Pseudoaneurysm formation can be iatrogenic as well. Recent past surgical and procedural histories such as nasogastric tube placement or oculoplastic, ENT, or skull base surgeries are also helpful in identifying the source of the lesion.[4]
Physical Examination
A comprehensive physical examination of the eye and its surrounding structures is essential. The examiner should focus on visual acuity and ocular motility. Some of the common bedside findings include chemosis, subconjunctival hemorrhage, proptosis, and pulsatile mass around the orbit. Drawing from clinical experience at UMass Memorial Medical Center, the appearance of a pulsatile mass around the orbit emerges as the most indicative sign of OAPA formation.
Intraocular pressure (IOP) can spike suddenly due to an increase in OAPA volume or concomitant retrobulbar hemorrhage. Prompt reduction in IOP (with glaucoma eye drops, canthotomy/cantholysis) should be considered based on available IOP readings and physical examination findings. Communication with the neurosurgery or neuro-critical care team to determine dilation status, then obtaining a dilated funduscopic exam at the earliest convenience, will to identify potential retinal hemorrhages and ischemic injuries.
Diagnostic Procedures
Previous studies have reported using various imaging techniques such as CT, CTA, MRI, MRV, MRA, or digital subtraction angiography to aid in the diagnosis of pseudoaneurysm[3][10].
CT Head, CT Angiogram
When patient first presents to the emergency room, CT head without contrast and CT angiogram are helpful in identifying intracranial bleeding and vascular lesions. CTA of the head and the neck are also helpful in identifying vascular injuries.
Based on past literature and ED triaging experience, pseudoaneurysm may expand quickly in its early phase of development, which may mimic an expanding hematoma. [11] However, the precise timing of OAPA progression may not manifest until up to 24 hours after the initial injury. Follow-up imaging will be helpful in monitoring the size of progression and determining next step management. Unlike hematomas, pseudoaneurysms will stabilize in size without active contrast extravasation. [11]

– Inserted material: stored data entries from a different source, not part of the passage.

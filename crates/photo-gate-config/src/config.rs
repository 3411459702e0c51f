// photo-gate-config/src/config.rs
// ============================================================================
// Module: Photo Gate Configuration
// Description: Versioned configuration document with exhaustive validation.
// Purpose: Map declarative settings onto typed, registry-validated parameters.
// Dependencies: photo-gate-core, serde, serde_json, toml
// ============================================================================

//! ## Overview
//! The configuration is a single versioned document: a system block, the
//! execution order, and a per-check settings map. Candidates are validated
//! in full against registry-supplied schemas before they become visible —
//! validation enumerates every offending field in one pass so an operator
//! sees a complete report, and a rejected candidate leaves the prior
//! configuration active. Updates are expressed as deep merges; derived
//! defaults come straight from the registry descriptors.

// ============================================================================
// SECTION: Imports
// ============================================================================

use std::collections::BTreeMap;

use serde::Deserialize;
use serde::Serialize;
use serde_json::Value;
use thiserror::Error;
use tracing::debug;
use tracing::warn;

use photo_gate_core::CheckName;
use photo_gate_core::CheckPlan;
use photo_gate_core::PlanIssue;
use photo_gate_core::Registry;
use photo_gate_core::Timestamp;
use photo_gate_core::ValidationPlan;

// ============================================================================
// SECTION: Bounds
// ============================================================================

/// Default configuration schema version.
pub const CONFIG_VERSION: &str = "2.1";

/// Minimum allowed per-check time ceiling in seconds.
pub const MIN_CHECK_TIME_SECS: f64 = 1.0;

/// Maximum allowed per-check time ceiling in seconds.
pub const MAX_CHECK_TIME_SECS: f64 = 30.0;

/// Minimum allowed concurrent image validations.
pub const MIN_CONCURRENT_IMAGES: usize = 1;

/// Maximum allowed concurrent image validations.
pub const MAX_CONCURRENT_IMAGES: usize = 20;

/// Default per-check time ceiling in seconds.
const fn default_max_check_time() -> f64 {
    5.0
}

/// Default concurrent image validations.
const fn default_max_concurrent() -> usize {
    5
}

// ============================================================================
// SECTION: System Settings
// ============================================================================

/// Global system block of the configuration document.
///
/// Storage and logging settings owned by other subsystems are retained as
/// opaque pass-through so a round-trip never drops them.
#[derive(Debug, Clone, PartialEq, Serialize, Deserialize)]
pub struct SystemSettings {
    /// Ceiling in seconds applied to every check unless a check declares a
    /// stricter internal limit.
    #[serde(default = "default_max_check_time")]
    pub max_check_time: f64,
    /// Stop launching later checks once one fails.
    #[serde(default)]
    pub stop_on_failure: bool,
    /// Number of images that may be validated simultaneously.
    #[serde(default = "default_max_concurrent")]
    pub max_concurrent: usize,
    /// Opaque settings owned by collaborating subsystems.
    #[serde(flatten)]
    pub passthrough: BTreeMap<String, Value>,
}

impl Default for SystemSettings {
    fn default() -> Self {
        Self {
            max_check_time: default_max_check_time(),
            stop_on_failure: false,
            max_concurrent: default_max_concurrent(),
            passthrough: BTreeMap::new(),
        }
    }
}

// ============================================================================
// SECTION: Configuration Document
// ============================================================================

/// Versioned Photo Gate configuration document.
#[derive(Debug, Clone, PartialEq, Serialize, Deserialize)]
pub struct PhotoGateConfig {
    /// Monotonic schema version string.
    pub version: String,
    /// Stamped by the persistence collaborator on save; absent on freshly
    /// derived defaults so derivation stays idempotent.
    #[serde(default, skip_serializing_if = "Option::is_none")]
    pub last_modified: Option<Timestamp>,
    /// Global system block.
    #[serde(default)]
    pub system: SystemSettings,
    /// Evaluation order; the sole source of execution order.
    #[serde(default)]
    pub check_order: Vec<CheckName>,
    /// Per-check settings, a permutation of `check_order`.
    #[serde(default)]
    pub checks: BTreeMap<CheckName, CheckPlan>,
}

impl PhotoGateConfig {
    /// Parses a TOML document without validating it.
    ///
    /// # Errors
    ///
    /// Returns [`ConfigError::Parse`] when the document is malformed.
    pub fn from_toml_str(raw: &str) -> Result<Self, ConfigError> {
        toml::from_str(raw).map_err(|err| ConfigError::Parse(err.to_string()))
    }

    /// Parses a JSON snapshot without validating it.
    ///
    /// # Errors
    ///
    /// Returns [`ConfigError::Parse`] when the snapshot is malformed.
    pub fn from_json_value(raw: Value) -> Result<Self, ConfigError> {
        serde_json::from_value(raw).map_err(|err| ConfigError::Parse(err.to_string()))
    }

    /// Parses and fully validates a TOML document.
    ///
    /// # Errors
    ///
    /// Returns [`ConfigError::Parse`] on malformed input and
    /// [`ConfigError::Rejected`] listing every violation otherwise; a
    /// rejected candidate must not replace the active configuration.
    pub fn load(raw: &str, registry: &Registry) -> Result<Self, ConfigError> {
        let candidate = Self::from_toml_str(raw)?;
        candidate.into_validated(registry)
    }

    /// Validates a parsed candidate, consuming it.
    ///
    /// # Errors
    ///
    /// Returns [`ConfigError::Rejected`] listing every violation.
    pub fn into_validated(self, registry: &Registry) -> Result<Self, ConfigError> {
        let issues = self.validate(registry);
        if issues.is_empty() {
            debug!(version = %self.version, checks = self.checks.len(), "configuration accepted");
            Ok(self)
        } else {
            warn!(count = issues.len(), "configuration rejected");
            Err(ConfigError::Rejected(issues))
        }
    }

    /// Validates the document against registry-supplied schemas.
    ///
    /// Enumerates every offending field in one pass; an empty list means the
    /// document is valid.
    #[must_use]
    pub fn validate(&self, registry: &Registry) -> Vec<ValidationIssue> {
        let mut issues = Vec::new();
        if self.version.trim().is_empty() {
            issues.push(ValidationIssue::EmptyVersion);
        }
        let time = self.system.max_check_time;
        if !(MIN_CHECK_TIME_SECS..=MAX_CHECK_TIME_SECS).contains(&time) {
            issues.push(ValidationIssue::CheckTimeOutOfRange {
                value: time,
            });
        }
        let concurrent = self.system.max_concurrent;
        if !(MIN_CONCURRENT_IMAGES..=MAX_CONCURRENT_IMAGES).contains(&concurrent) {
            issues.push(ValidationIssue::ConcurrencyOutOfRange {
                value: concurrent,
            });
        }
        issues.extend(self.plan().validate(registry).into_iter().map(ValidationIssue::Plan));
        issues
    }

    /// Lowers the document to the execution-facing snapshot the runner takes.
    #[must_use]
    pub fn plan(&self) -> ValidationPlan {
        ValidationPlan {
            max_check_time: self.system.max_check_time,
            stop_on_failure: self.system.stop_on_failure,
            check_order: self.check_order.clone(),
            checks: self.checks.clone(),
        }
    }

    /// Exports a serializable snapshot.
    ///
    /// Importing the snapshot with [`Self::from_json_value`] yields an
    /// identical configuration.
    ///
    /// # Errors
    ///
    /// Returns [`ConfigError::Serialize`] when the document cannot be
    /// represented as JSON (non-finite floats).
    pub fn export(&self) -> Result<Value, ConfigError> {
        serde_json::to_value(self).map_err(|err| ConfigError::Serialize(err.to_string()))
    }

    /// Applies partial updates with deep-merge semantics.
    ///
    /// Provided keys overwrite, omitted keys retain base values, and
    /// per-check `params` merge at the individual-parameter level. The
    /// merged candidate is fully re-validated; on rejection the base remains
    /// the active configuration.
    ///
    /// # Errors
    ///
    /// Returns [`ConfigError`] when the patch produces an unparseable or
    /// invalid document.
    pub fn merge(&self, patch: &Value, registry: &Registry) -> Result<Self, ConfigError> {
        let mut base = self.export()?;
        deep_merge(&mut base, patch);
        let candidate = Self::from_json_value(base)?;
        candidate.into_validated(registry)
    }

    /// Derives the default configuration from registry descriptors.
    ///
    /// Enablement comes from `enabled_by_default`, parameter values from the
    /// declared defaults, and the canonical `check_order` is discovery
    /// order. The operation is idempotent: deriving twice yields the same
    /// document.
    #[must_use]
    pub fn reset_to_defaults(registry: &Registry) -> Self {
        let mut checks = BTreeMap::new();
        let mut check_order = Vec::new();
        for name in registry.names() {
            let Some(descriptor) = registry.descriptor(name) else {
                continue;
            };
            let params = descriptor
                .parameters
                .iter()
                .filter_map(|spec| {
                    spec.default.clone().map(|default| (spec.name.clone(), default))
                })
                .collect();
            check_order.push(name.clone());
            checks.insert(name.clone(), CheckPlan {
                enabled: descriptor.enabled_by_default,
                params,
            });
        }
        Self {
            version: CONFIG_VERSION.to_string(),
            last_modified: None,
            system: SystemSettings::default(),
            check_order,
            checks,
        }
    }
}

// ============================================================================
// SECTION: Deep Merge
// ============================================================================

/// Deep-merges `patch` into `base`: objects merge key-wise, everything else
/// overwrites.
fn deep_merge(base: &mut Value, patch: &Value) {
    match (base, patch) {
        (Value::Object(base_map), Value::Object(patch_map)) => {
            for (key, patch_value) in patch_map {
                match base_map.get_mut(key) {
                    Some(base_value) => deep_merge(base_value, patch_value),
                    None => {
                        base_map.insert(key.clone(), patch_value.clone());
                    }
                }
            }
        }
        (base_slot, patch_value) => {
            *base_slot = patch_value.clone();
        }
    }
}

// ============================================================================
// SECTION: Errors
// ============================================================================

/// One configuration violation found during validation.
#[derive(Debug, Clone, PartialEq, Error)]
pub enum ValidationIssue {
    /// Version string is empty.
    #[error("version must not be empty")]
    EmptyVersion,
    /// Per-check time ceiling is outside the allowed range.
    #[error(
        "system.max_check_time {value} outside {MIN_CHECK_TIME_SECS}..={MAX_CHECK_TIME_SECS}"
    )]
    CheckTimeOutOfRange {
        /// Offending value.
        value: f64,
    },
    /// Concurrency limit is outside the allowed range.
    #[error(
        "system.max_concurrent {value} outside {MIN_CONCURRENT_IMAGES}..={MAX_CONCURRENT_IMAGES}"
    )]
    ConcurrencyOutOfRange {
        /// Offending value.
        value: usize,
    },
    /// Violation reported by plan validation.
    #[error(transparent)]
    Plan(PlanIssue),
}

/// Configuration loading and update errors.
#[derive(Debug, Clone, PartialEq, Error)]
pub enum ConfigError {
    /// Document or snapshot failed to parse.
    #[error("configuration parse error: {0}")]
    Parse(String),
    /// Candidate rejected; every violation is listed.
    #[error("configuration rejected with {} issue(s)", .0.len())]
    Rejected(Vec<ValidationIssue>),
    /// Document could not be serialized for export or merge.
    #[error("configuration serialize error: {0}")]
    Serialize(String),
}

MRI, MRA, MRV, and Angiography
Patients with suspected OAPA typically require neuro-ICU level of care. Follow-up advanced imaging such as MRI, MRA, and/or MRV are helpful in confirming the diagnosis and identifying the source of the lesion. Based on past literature research, MRI, MRA, and MRV are all reasonable diagnostic imaging studies for these types of scenarios. Digital subtraction angiography is the most confirmatory imaging yet most invasive. It will help to visualize the lesion in real-time with detailed information on size and hemodynamics. Angiography can be both diagnostic and curative to OAPA. However, it is imperative to engage in thorough discussions about prognosis and complications with patients, as the location of these pseudoaneurysms is in proximity to the central retinal artery, and embolization procedures may carry the risk of permanent vision loss.
Management
Neuro-Intervention (Endovascular Occlusion)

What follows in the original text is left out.